A new software tool seems to find genealogical connections between continental ancestry and cancer from tumor DNA and RNA. Developed by researchers at Cold Spring Harbor Laboratory (CSHL), the software is designed to uncover links between cancer and race and ethnicity.A paper describing their research cancer research.
“Epidemiologically, we know there is a relationship between ancestry and/or race and cancer,” said Alexander Krasnitz, senior author at Cold Spring Harbor Laboratory. For example, women of African descent tend to have a higher incidence of triple-negative breast cancer than other populations. “Cancer can look different in patients with different ancestry,” he added. So he and his team look for mathematical ways to mine the vast amounts of cancer research data already amassed in databases and hospital repositories for ancestral genetic clues to cancer types. I was.
This approach is not the first attempt to link cancer types with ancestry. “But cancer skews the data and skews the genome, so what’s been done before isn’t always optimal for ancestry inference,” said Pascal Belleau, the CSHL’s lead author. said. “It creates a lot of difficulties, and that’s what this tool is trying to overcome: develop a tool that finds ancestry from a data sample.”

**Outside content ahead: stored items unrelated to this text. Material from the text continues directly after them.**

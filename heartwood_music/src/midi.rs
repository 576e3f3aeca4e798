// MIDI output for humanized performances.
//
// `MidiSink` is the collaborator the render bridge hands its final note
// sequence to. `SmfSink` is the built-in implementation: a Standard MIDI File
// (format 1) written with the `midly` crate.
//
// Layout: track 0 carries tempo, time signature, and the project name;
// track 1 carries the harmony part (track name, optional program change,
// note on/off pairs). Notes are converted to absolute-tick events, sorted,
// and re-expressed as deltas. At equal ticks note-offs go first, so a pitch
// re-struck on the next bar is never cut short by its own release.

use crate::error::SinkError;
use crate::note::NoteEvent;
use crate::plan::TimeSignature;
use midly::{
    Format, Header, MetaMessage, MidiMessage, Smf, Timing, Track, TrackEvent, TrackEventKind,
    num::{u4, u7, u15, u24, u28},
};
use std::path::{Path, PathBuf};
use tracing::{info, warn};

/// Largest resolution an SMF header can carry (15 bits).
pub const MAX_TICKS_PER_QUARTER: u16 = 0x7fff;

/// Everything a sink needs to write one harmony track.
#[derive(Debug, Clone)]
pub struct TrackRequest {
    pub project_name: String,
    pub track_name: String,
    /// 0–15; larger values are clamped.
    pub channel: u8,
    pub instrument: Option<String>,
    pub notes: Vec<NoteEvent>,
    pub tempo_bpm: u16,
    pub time_signature: TimeSignature,
    /// Must match the resolution the notes were laid out at.
    pub ticks_per_quarter: u16,
}

/// Writes a track to a file and returns the realized path.
pub trait MidiSink {
    fn write(&self, track: &TrackRequest, path: &Path) -> Result<PathBuf, SinkError>;
}

/// General MIDI program for an instrument tag.
pub fn gm_program(tag: &str) -> Option<u8> {
    match tag.trim().to_lowercase().as_str() {
        "piano" => Some(0),
        "electric_piano" => Some(4),
        "organ" => Some(19),
        "guitar" => Some(24),
        "bass" => Some(33),
        "strings" => Some(48),
        "choir" => Some(52),
        "pad" => Some(88),
        _ => None,
    }
}

/// `midly`-backed Standard MIDI File writer.
#[derive(Debug, Clone, Copy, Default)]
pub struct SmfSink;

impl MidiSink for SmfSink {
    fn write(&self, track: &TrackRequest, path: &Path) -> Result<PathBuf, SinkError> {
        let smf = track_to_smf(track)?;
        let mut buf = Vec::new();
        smf.write_std(&mut buf)?;
        std::fs::write(path, &buf)?;
        info!(path = %path.display(), notes = track.notes.len(), "MIDI written");
        Ok(path.to_path_buf())
    }
}

/// Build the in-memory SMF for a track request.
pub fn track_to_smf(track: &TrackRequest) -> Result<Smf<'_>, SinkError> {
    let denominator = track.time_signature.denominator;
    if !denominator.is_power_of_two() {
        return Err(SinkError::TimeSignature(denominator));
    }
    let ppq = track.ticks_per_quarter;
    if !(1..=MAX_TICKS_PER_QUARTER).contains(&ppq) {
        return Err(SinkError::Resolution(ppq));
    }

    let mut smf = Smf::new(Header::new(Format::Parallel, Timing::Metrical(u15::new(ppq))));

    let mut meta_track: Track<'_> = Vec::new();
    let tempo_us = 60_000_000 / track.tempo_bpm.max(1) as u32;
    meta_track.push(meta(MetaMessage::Tempo(u24::new(tempo_us.min(0xff_ffff)))));
    meta_track.push(meta(MetaMessage::TimeSignature(
        track.time_signature.numerator,
        denominator.trailing_zeros() as u8,
        24,
        8,
    )));
    meta_track.push(meta(MetaMessage::TrackName(track.project_name.as_bytes())));
    meta_track.push(meta(MetaMessage::EndOfTrack));
    smf.tracks.push(meta_track);

    let channel = u4::new(track.channel.min(15));
    let mut part: Track<'_> = Vec::new();
    part.push(meta(MetaMessage::TrackName(track.track_name.as_bytes())));

    if let Some(tag) = &track.instrument {
        match gm_program(tag) {
            Some(program) => part.push(TrackEvent {
                delta: u28::new(0),
                kind: TrackEventKind::Midi {
                    channel,
                    message: MidiMessage::ProgramChange {
                        program: u7::new(program),
                    },
                },
            }),
            None => warn!(instrument = %tag, "unknown instrument tag, no program change"),
        }
    }

    // (tick, is_on, pitch, velocity); false sorts before true.
    let mut events: Vec<(u32, bool, u8, u8)> = Vec::with_capacity(track.notes.len() * 2);
    for note in &track.notes {
        let pitch = note.pitch.min(127);
        events.push((note.start_tick, true, pitch, note.velocity.min(127)));
        events.push((note.end_tick(), false, pitch, 0));
    }
    events.sort_by_key(|&(tick, is_on, _, _)| (tick, is_on));

    let mut last_tick = 0u32;
    for (tick, is_on, pitch, vel) in events {
        let key = u7::new(pitch);
        let message = if is_on {
            MidiMessage::NoteOn { key, vel: u7::new(vel) }
        } else {
            MidiMessage::NoteOff { key, vel: u7::new(0) }
        };
        part.push(TrackEvent {
            delta: u28::new((tick - last_tick).min(0x0fff_ffff)),
            kind: TrackEventKind::Midi { channel, message },
        });
        last_tick = tick;
    }
    part.push(meta(MetaMessage::EndOfTrack));
    smf.tracks.push(part);

    Ok(smf)
}

fn meta(message: MetaMessage<'_>) -> TrackEvent<'_> {
    TrackEvent {
        delta: u28::new(0),
        kind: TrackEventKind::Meta(message),
    }
}

#[cfg(test)]
mod tests {
    use super::*;

    fn request(notes: Vec<NoteEvent>) -> TrackRequest {
        TrackRequest {
            project_name: "Test".into(),
            track_name: "Harmony".into(),
            channel: 0,
            instrument: Some("piano".into()),
            notes,
            tempo_bpm: 100,
            time_signature: TimeSignature::COMMON,
            ticks_per_quarter: 480,
        }
    }

    fn note(pitch: u8, start_tick: u32) -> NoteEvent {
        NoteEvent {
            pitch,
            velocity: 80,
            start_tick,
            duration_ticks: 480,
            bar: 0,
        }
    }

    #[test]
    fn test_track_layout() {
        let req = request(vec![note(60, 0), note(64, 0), note(67, 480)]);
        let smf = track_to_smf(&req).unwrap();
        assert_eq!(smf.tracks.len(), 2);
        // name + program change + 6 note events + end of track
        assert_eq!(smf.tracks[1].len(), 9);
    }

    #[test]
    fn test_note_off_precedes_note_on_at_same_tick() {
        let req = request(vec![note(60, 0), note(60, 480)]);
        let smf = track_to_smf(&req).unwrap();
        let kinds: Vec<bool> = smf.tracks[1]
            .iter()
            .filter_map(|e| match e.kind {
                TrackEventKind::Midi { message: MidiMessage::NoteOn { .. }, .. } => Some(true),
                TrackEventKind::Midi { message: MidiMessage::NoteOff { .. }, .. } => Some(false),
                _ => None,
            })
            .collect();
        assert_eq!(kinds, vec![true, false, true, false]);
    }

    #[test]
    fn test_unknown_instrument_skips_program_change() {
        let mut req = request(vec![note(60, 0)]);
        req.instrument = Some("theremin".into());
        let smf = track_to_smf(&req).unwrap();
        assert!(!smf.tracks[1].iter().any(|e| matches!(
            e.kind,
            TrackEventKind::Midi { message: MidiMessage::ProgramChange { .. }, .. }
        )));
    }

    #[test]
    fn test_bad_denominator_rejected() {
        let mut req = request(vec![]);
        req.time_signature = TimeSignature {
            numerator: 4,
            denominator: 3,
        };
        assert!(matches!(track_to_smf(&req), Err(SinkError::TimeSignature(3))));
    }

    #[test]
    fn test_unrepresentable_resolution_rejected() {
        let mut req = request(vec![note(60, 0)]);
        req.ticks_per_quarter = 40_000;
        assert!(matches!(track_to_smf(&req), Err(SinkError::Resolution(40_000))));
        req.ticks_per_quarter = 0;
        assert!(matches!(track_to_smf(&req), Err(SinkError::Resolution(0))));
        req.ticks_per_quarter = MAX_TICKS_PER_QUARTER;
        let smf = track_to_smf(&req).unwrap();
        assert_eq!(smf.header.timing, Timing::Metrical(u15::new(MAX_TICKS_PER_QUARTER)));
    }

    #[test]
    fn test_gm_program_table() {
        assert_eq!(gm_program("Piano"), Some(0));
        assert_eq!(gm_program("pad"), Some(88));
        assert_eq!(gm_program("kazoo"), None);
    }
}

For their tool, known as Robust Ancestry Inference Using Data Synthesis (RAIDS), the team relied on cancer-derived data to determine whether the individual had cancer and how the cancer affected their genome. We identified the patient’s ancestry, even if it might have given . To do so, they studied different types of molecular data, including whole genomes, whole exomes, targeted gene panels, and RNA sequences, from cancer patients in his four different databases. Other genetic data used in this tool include information from the 1000 genome data set, which includes genomes from African, East Asian, European, American, and South Asian ancestry. Molecular data from both datasets were grouped into comparable profiles to infer continental-level global ancestry.
At its core, the profiled patient’s ancestral background is replaced with one of an arbitrary number of individuals with known ancestry. The data synthesis framework is applicable to multiple profiling platforms, specifically allowing us to assess inference performance for specific molecular profiles and for each continent-level ancestor separately.

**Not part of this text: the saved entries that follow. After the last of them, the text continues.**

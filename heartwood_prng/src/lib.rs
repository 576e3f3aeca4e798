// Seeded, portable pseudo-random source for performance generation.
//
// xoshiro256++ (Blackman & Vigna, 2019) expanded from a single `u64` seed
// with SplitMix64. Uniform draws are integer-only; the Gaussian sampler on
// top uses Box–Muller with one pair of uniforms per sample and no cached
// spare, so the number of `next_u64` calls per sample is always two.
//
// `heartwood_music` threads one `HumanRng` through note assembly and groove
// humanization. Two generators built from the same seed yield identical
// streams, which is what makes a rendered performance reproducible.
//
// The integer core must stay free of floating point and of any outside
// entropy. Entropy seeding lives in the consumer, not here.

use serde::{Deserialize, Serialize};

/// xoshiro256++ state plus Gaussian helpers.
#[derive(Clone, Debug, PartialEq, Eq, Serialize, Deserialize)]
pub struct HumanRng {
    s: [u64; 4],
}

impl HumanRng {
    /// Build a generator from a `u64` seed.
    pub fn new(seed: u64) -> Self {
        let mut sm = seed;
        let mut s = [0u64; 4];
        for word in &mut s {
            *word = splitmix64(&mut sm);
        }
        Self { s }
    }

    pub fn next_u64(&mut self) -> u64 {
        let [s0, s1, s2, s3] = &mut self.s;
        let result = s0.wrapping_add(*s3).rotate_left(23).wrapping_add(*s0);
        let t = *s1 << 17;

        *s2 ^= *s0;
        *s3 ^= *s1;
        *s1 ^= *s2;
        *s0 ^= *s3;
        *s2 ^= t;
        *s3 = s3.rotate_left(45);

        result
    }

    /// Uniform `f64` in [0, 1) from the top 53 bits.
    pub fn next_f64(&mut self) -> f64 {
        (self.next_u64() >> 11) as f64 / (1u64 << 53) as f64
    }

    /// Uniform integer in `[low, high)` by rejection sampling.
    ///
    /// Panics if `low >= high`.
    pub fn range_usize(&mut self, low: usize, high: usize) -> usize {
        assert!(low < high, "range_usize: low must be less than high");
        let span = (high - low) as u64;
        let threshold = span.wrapping_neg() % span;
        loop {
            let r = self.next_u64();
            if r >= threshold {
                return low + (r % span) as usize;
            }
        }
    }

    /// Pick a reference to one element of a non-empty slice.
    pub fn choose<'a, T>(&mut self, items: &'a [T]) -> Option<&'a T> {
        if items.is_empty() {
            return None;
        }
        let idx = self.range_usize(0, items.len());
        items.get(idx)
    }

    /// Standard normal sample (mean 0, sigma 1) via Box–Muller.
    ///
    /// `u1` is mapped into (0, 1] so the logarithm is always finite.
    pub fn standard_normal(&mut self) -> f64 {
        let u1 = 1.0 - self.next_f64();
        let u2 = self.next_f64();
        (-2.0 * u1.ln()).sqrt() * (std::f64::consts::TAU * u2).cos()
    }

    /// Normal sample with the given mean and standard deviation.
    ///
    /// Negative or non-finite sigmas are treated as zero, but the draw is
    /// still consumed so callers keep a stable stream position.
    pub fn gauss(&mut self, mean: f64, sigma: f64) -> f64 {
        let z = self.standard_normal();
        if sigma.is_finite() && sigma > 0.0 {
            mean + z * sigma
        } else {
            mean
        }
    }
}

/// SplitMix64 step, used only to expand the seed.
fn splitmix64(state: &mut u64) -> u64 {
    *state = state.wrapping_add(0x9e37_79b9_7f4a_7c15);
    let mut z = *state;
    z = (z ^ (z >> 30)).wrapping_mul(0xbf58_476d_1ce4_e5b9);
    z = (z ^ (z >> 27)).wrapping_mul(0x94d0_49bb_1331_11eb);
    z ^ (z >> 31)
}

#[cfg(test)]
mod tests {
    use super::*;

    #[test]
    fn same_seed_same_stream() {
        let mut a = HumanRng::new(7);
        let mut b = HumanRng::new(7);
        for _ in 0..1000 {
            assert_eq!(a.next_u64(), b.next_u64());
        }
    }

    #[test]
    fn known_sequence_from_seed_zero() {
        // Pinned output. A change here changes every seeded performance.
        let mut rng = HumanRng::new(0);
        let vals: Vec<u64> = (0..4).map(|_| rng.next_u64()).collect();
        assert_eq!(
            vals,
            vec![
                0x5317_5d61_490b_23df,
                0x61da_6f3d_c380_d507,
                0x5c0f_df91_ec9a_7bfc,
                0x02ee_bf8c_3bbe_5e1a,
            ]
        );
        assert_eq!(HumanRng::new(0).next_f64(), 0.3245752680314067);
    }

    #[test]
    fn known_gauss_from_seed_42() {
        let v = HumanRng::new(42).gauss(90.0, 5.0);
        assert!((v - 86.15503473089497).abs() < 1e-9, "gauss drifted: {v}");
    }

    #[test]
    fn different_seeds_diverge() {
        let mut a = HumanRng::new(7);
        let mut b = HumanRng::new(8);
        assert_ne!(a.next_u64(), b.next_u64());
    }

    #[test]
    fn f64_in_unit_range() {
        let mut rng = HumanRng::new(12345);
        for _ in 0..10_000 {
            let v = rng.next_f64();
            assert!((0.0..1.0).contains(&v), "f64 out of range: {v}");
        }
    }

    #[test]
    fn range_usize_within_bounds() {
        let mut rng = HumanRng::new(555);
        for _ in 0..10_000 {
            let v = rng.range_usize(5, 15);
            assert!((5..15).contains(&v), "range_usize out of range: {v}");
        }
    }

    #[test]
    fn choose_empty_is_none() {
        let mut rng = HumanRng::new(1);
        let empty: [u8; 0] = [];
        assert!(rng.choose(&empty).is_none());
        assert_eq!(rng.choose(&[42]), Some(&42));
    }

    #[test]
    fn gauss_moments_are_plausible() {
        let mut rng = HumanRng::new(2024);
        let n = 20_000;
        let samples: Vec<f64> = (0..n).map(|_| rng.gauss(90.0, 5.0)).collect();
        let mean = samples.iter().sum::<f64>() / n as f64;
        let var = samples.iter().map(|x| (x - mean).powi(2)).sum::<f64>() / n as f64;
        assert!((mean - 90.0).abs() < 0.2, "mean drifted: {mean}");
        assert!((var.sqrt() - 5.0).abs() < 0.2, "sigma drifted: {}", var.sqrt());
    }

    #[test]
    fn gauss_samples_are_finite() {
        let mut rng = HumanRng::new(0);
        for _ in 0..10_000 {
            assert!(rng.standard_normal().is_finite());
        }
    }

    #[test]
    fn zero_sigma_returns_mean_but_advances() {
        let mut a = HumanRng::new(99);
        let mut b = HumanRng::new(99);
        assert_eq!(a.gauss(64.0, 0.0), 64.0);
        assert_eq!(a.gauss(64.0, f64::NAN), 64.0);
        b.next_u64();
        b.next_u64();
        b.next_u64();
        b.next_u64();
        assert_eq!(a.next_u64(), b.next_u64());
    }

    #[test]
    fn serialization_roundtrip() {
        let mut rng = HumanRng::new(42);
        for _ in 0..100 {
            rng.next_u64();
        }
        let json = serde_json::to_string(&rng).unwrap();
        let mut restored: HumanRng = serde_json::from_str(&json).unwrap();
        for _ in 0..100 {
            assert_eq!(rng.next_u64(), restored.next_u64());
        }
    }
}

“This ability extends to all ancestry, including those that are not statistically well represented in existing cancer data,” the authors write.
Testing against four different types of pancreatic, ovarian, breast and hematological cancers and three molecular profiling modalities, the team was able to infer the continental ancestry of the patients. The team found that the software matched his hybrid profile to the continental population with over 95% accuracy.
“This study demonstrates that the vast amount of existing cancer-derived molecular data may be suitable for ancestry-directed studies of disease, without the need for cancer-free genomics or patient self-reported ancestry matching.” ,” the authors said. Additionally, the team believes the tool can be applied to any molecular data for which ancestry is difficult to infer.
Krasnitz and Belleau recently participated in a colorectal cancer study in collaboration with Northwell Health and SUNY Downstate Medical Center. This study will allow us to look at how colorectal cancer alters genes in different ways, depending on the specific race or ethnicity. They hope to further refine the software so that it can infer the ancestry of individual sequences, not just whole genomes.
“The ability to identify more localized ancestry that is predisposed to various cancers and other progressive diseases could help identify specific parts of the genome responsible and target them for treatment. “There is a lot of potential,” says Belleau.